Work order »
Below are lines of data, and only some are wanted. Please repeat exactly those from the line that has "Triangle mesh geometry." through the line that has "with UV coordinates.".

Input records »
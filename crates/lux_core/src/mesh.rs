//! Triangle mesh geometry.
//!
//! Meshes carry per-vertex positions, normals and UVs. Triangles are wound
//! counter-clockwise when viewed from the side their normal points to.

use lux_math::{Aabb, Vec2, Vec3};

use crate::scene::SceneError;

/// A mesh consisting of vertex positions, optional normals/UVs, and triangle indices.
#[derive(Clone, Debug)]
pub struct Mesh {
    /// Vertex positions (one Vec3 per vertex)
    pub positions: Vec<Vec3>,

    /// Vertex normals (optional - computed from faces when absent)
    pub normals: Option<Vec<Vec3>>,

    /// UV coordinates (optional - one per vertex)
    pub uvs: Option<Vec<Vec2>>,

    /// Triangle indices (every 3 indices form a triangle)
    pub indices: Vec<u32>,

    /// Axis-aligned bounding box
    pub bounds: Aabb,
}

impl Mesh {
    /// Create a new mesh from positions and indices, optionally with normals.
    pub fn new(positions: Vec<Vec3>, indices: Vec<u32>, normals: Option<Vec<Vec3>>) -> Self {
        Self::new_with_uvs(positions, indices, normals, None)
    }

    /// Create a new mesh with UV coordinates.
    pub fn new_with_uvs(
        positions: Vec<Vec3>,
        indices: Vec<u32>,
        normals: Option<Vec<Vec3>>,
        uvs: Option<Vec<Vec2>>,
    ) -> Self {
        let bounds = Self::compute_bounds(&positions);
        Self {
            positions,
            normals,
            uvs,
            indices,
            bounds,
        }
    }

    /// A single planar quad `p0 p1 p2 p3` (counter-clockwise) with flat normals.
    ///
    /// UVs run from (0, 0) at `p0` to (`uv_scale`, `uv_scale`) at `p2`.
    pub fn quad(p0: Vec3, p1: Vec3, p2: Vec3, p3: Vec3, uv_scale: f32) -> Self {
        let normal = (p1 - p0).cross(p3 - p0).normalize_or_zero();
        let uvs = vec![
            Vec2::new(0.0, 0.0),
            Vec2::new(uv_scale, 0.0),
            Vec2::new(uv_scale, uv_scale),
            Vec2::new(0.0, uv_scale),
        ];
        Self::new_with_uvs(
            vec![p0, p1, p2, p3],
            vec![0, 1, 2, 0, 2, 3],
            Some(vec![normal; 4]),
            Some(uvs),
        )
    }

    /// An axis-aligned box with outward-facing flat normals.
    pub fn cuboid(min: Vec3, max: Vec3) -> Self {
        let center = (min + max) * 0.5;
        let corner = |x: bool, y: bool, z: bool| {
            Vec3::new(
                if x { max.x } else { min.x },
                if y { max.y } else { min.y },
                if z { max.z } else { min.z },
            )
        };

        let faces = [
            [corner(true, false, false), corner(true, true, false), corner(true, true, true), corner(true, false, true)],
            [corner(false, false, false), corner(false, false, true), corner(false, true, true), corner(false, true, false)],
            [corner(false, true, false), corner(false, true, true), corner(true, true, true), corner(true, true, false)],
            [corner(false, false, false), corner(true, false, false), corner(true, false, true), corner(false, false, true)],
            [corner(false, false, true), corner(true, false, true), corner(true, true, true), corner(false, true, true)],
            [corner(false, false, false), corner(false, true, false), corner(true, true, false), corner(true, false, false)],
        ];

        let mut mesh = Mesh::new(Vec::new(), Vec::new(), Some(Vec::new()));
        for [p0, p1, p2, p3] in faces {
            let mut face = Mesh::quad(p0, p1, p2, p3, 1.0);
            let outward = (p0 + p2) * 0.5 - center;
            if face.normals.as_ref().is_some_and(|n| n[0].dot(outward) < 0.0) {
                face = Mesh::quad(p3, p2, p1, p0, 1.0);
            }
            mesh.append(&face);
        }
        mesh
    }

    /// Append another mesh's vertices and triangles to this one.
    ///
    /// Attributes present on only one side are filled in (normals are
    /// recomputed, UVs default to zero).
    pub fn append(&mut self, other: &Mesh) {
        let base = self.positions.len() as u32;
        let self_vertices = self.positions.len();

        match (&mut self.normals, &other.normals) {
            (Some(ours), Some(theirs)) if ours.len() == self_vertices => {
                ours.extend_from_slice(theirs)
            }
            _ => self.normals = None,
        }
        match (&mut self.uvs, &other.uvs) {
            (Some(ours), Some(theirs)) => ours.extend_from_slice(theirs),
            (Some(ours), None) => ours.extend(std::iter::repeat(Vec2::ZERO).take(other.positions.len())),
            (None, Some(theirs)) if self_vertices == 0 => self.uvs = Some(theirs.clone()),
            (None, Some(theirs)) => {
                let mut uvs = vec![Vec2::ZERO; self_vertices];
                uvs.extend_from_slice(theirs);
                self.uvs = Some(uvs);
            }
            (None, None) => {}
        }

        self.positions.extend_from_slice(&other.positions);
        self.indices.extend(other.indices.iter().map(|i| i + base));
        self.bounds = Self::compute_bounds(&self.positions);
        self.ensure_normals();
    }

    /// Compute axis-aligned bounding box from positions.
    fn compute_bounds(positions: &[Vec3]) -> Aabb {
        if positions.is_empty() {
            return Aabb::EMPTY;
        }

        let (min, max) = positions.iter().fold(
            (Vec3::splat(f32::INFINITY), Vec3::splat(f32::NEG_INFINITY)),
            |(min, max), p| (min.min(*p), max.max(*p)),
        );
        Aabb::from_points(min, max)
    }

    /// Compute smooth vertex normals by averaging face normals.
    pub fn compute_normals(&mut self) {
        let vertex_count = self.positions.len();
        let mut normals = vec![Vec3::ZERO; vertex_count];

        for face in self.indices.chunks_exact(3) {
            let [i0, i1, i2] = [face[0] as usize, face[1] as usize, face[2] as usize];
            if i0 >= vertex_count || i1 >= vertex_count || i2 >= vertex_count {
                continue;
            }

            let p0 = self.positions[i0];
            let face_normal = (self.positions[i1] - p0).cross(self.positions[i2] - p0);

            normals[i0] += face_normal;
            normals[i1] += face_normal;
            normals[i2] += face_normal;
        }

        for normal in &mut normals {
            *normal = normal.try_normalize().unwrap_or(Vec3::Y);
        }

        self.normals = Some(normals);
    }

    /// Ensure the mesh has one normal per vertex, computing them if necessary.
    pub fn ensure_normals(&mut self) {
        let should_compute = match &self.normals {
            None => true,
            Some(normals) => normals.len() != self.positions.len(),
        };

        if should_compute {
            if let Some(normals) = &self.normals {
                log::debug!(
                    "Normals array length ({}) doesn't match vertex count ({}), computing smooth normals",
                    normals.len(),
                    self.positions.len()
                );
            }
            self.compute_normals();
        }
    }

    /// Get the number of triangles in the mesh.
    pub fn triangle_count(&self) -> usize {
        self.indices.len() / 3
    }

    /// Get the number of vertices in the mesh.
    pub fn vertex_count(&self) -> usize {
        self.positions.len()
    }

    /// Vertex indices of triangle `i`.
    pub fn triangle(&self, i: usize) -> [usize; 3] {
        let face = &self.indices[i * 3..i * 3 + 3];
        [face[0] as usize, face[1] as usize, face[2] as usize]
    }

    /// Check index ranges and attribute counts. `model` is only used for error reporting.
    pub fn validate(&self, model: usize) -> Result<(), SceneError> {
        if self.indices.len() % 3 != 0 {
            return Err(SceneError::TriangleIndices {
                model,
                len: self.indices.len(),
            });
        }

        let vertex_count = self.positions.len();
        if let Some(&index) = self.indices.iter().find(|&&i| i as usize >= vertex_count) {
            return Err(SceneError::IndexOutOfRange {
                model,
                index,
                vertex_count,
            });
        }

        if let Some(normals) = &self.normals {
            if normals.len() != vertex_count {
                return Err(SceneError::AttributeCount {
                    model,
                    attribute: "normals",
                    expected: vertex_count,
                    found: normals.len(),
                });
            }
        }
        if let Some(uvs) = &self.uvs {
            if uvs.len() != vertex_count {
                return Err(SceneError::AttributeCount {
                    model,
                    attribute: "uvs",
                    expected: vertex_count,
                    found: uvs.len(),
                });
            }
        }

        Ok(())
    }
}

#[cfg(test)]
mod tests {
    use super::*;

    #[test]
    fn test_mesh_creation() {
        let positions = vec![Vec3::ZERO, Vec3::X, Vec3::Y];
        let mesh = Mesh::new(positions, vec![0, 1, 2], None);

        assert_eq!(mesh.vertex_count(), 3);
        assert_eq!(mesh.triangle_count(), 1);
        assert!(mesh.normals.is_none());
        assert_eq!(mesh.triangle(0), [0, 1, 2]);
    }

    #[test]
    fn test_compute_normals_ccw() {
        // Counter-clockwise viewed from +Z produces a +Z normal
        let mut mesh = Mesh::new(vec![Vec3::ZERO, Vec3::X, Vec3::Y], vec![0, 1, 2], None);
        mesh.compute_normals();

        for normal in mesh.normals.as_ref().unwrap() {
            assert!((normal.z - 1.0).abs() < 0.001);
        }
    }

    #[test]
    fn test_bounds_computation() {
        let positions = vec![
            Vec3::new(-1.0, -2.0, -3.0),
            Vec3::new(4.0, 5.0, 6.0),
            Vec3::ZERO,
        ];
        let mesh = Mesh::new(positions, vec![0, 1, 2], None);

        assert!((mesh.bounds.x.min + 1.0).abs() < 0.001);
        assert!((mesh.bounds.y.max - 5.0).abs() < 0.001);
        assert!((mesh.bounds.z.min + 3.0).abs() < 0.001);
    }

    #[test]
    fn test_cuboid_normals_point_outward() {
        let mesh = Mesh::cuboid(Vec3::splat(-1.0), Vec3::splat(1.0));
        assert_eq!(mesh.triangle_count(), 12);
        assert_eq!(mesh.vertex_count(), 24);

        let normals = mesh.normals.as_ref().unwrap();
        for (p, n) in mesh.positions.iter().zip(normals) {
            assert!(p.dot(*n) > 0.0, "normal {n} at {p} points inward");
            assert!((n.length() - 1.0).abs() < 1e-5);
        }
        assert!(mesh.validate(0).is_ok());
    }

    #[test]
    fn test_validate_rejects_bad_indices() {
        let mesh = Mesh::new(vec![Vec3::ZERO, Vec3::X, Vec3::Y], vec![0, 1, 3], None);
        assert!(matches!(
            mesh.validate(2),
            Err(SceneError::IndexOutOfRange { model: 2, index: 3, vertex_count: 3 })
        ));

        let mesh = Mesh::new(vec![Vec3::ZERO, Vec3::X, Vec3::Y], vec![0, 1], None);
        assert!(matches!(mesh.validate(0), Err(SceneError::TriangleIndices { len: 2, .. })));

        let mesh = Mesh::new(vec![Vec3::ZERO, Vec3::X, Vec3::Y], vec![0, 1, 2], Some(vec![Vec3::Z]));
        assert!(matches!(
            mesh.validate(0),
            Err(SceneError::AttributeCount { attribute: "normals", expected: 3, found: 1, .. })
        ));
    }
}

Worked solution »
//! Triangle mesh geometry.
//!
//! Meshes carry per-vertex positions, normals and UVs. Triangles are wound
//! counter-clockwise when viewed from the side their normal points to.

use lux_math::{Aabb, Vec2, Vec3};

use crate::scene::SceneError;

/// A mesh consisting of vertex positions, optional normals/UVs, and triangle indices.
#[derive(Clone, Debug)]
pub struct Mesh {
    /// Vertex positions (one Vec3 per vertex)
    pub positions: Vec<Vec3>,

    /// Vertex normals (optional - computed from faces when absent)
    pub normals: Option<Vec<Vec3>>,

    /// UV coordinates (optional - one per vertex)
    pub uvs: Option<Vec<Vec2>>,

    /// Triangle indices (every 3 indices form a triangle)
    pub indices: Vec<u32>,

    /// Axis-aligned bounding box
    pub bounds: Aabb,
}

impl Mesh {
    /// Create a new mesh from positions and indices, optionally with normals.
    pub fn new(positions: Vec<Vec3>, indices: Vec<u32>, normals: Option<Vec<Vec3>>) -> Self {
        Self::new_with_uvs(positions, indices, normals, None)
    }

    /// Create a new mesh with UV coordinates.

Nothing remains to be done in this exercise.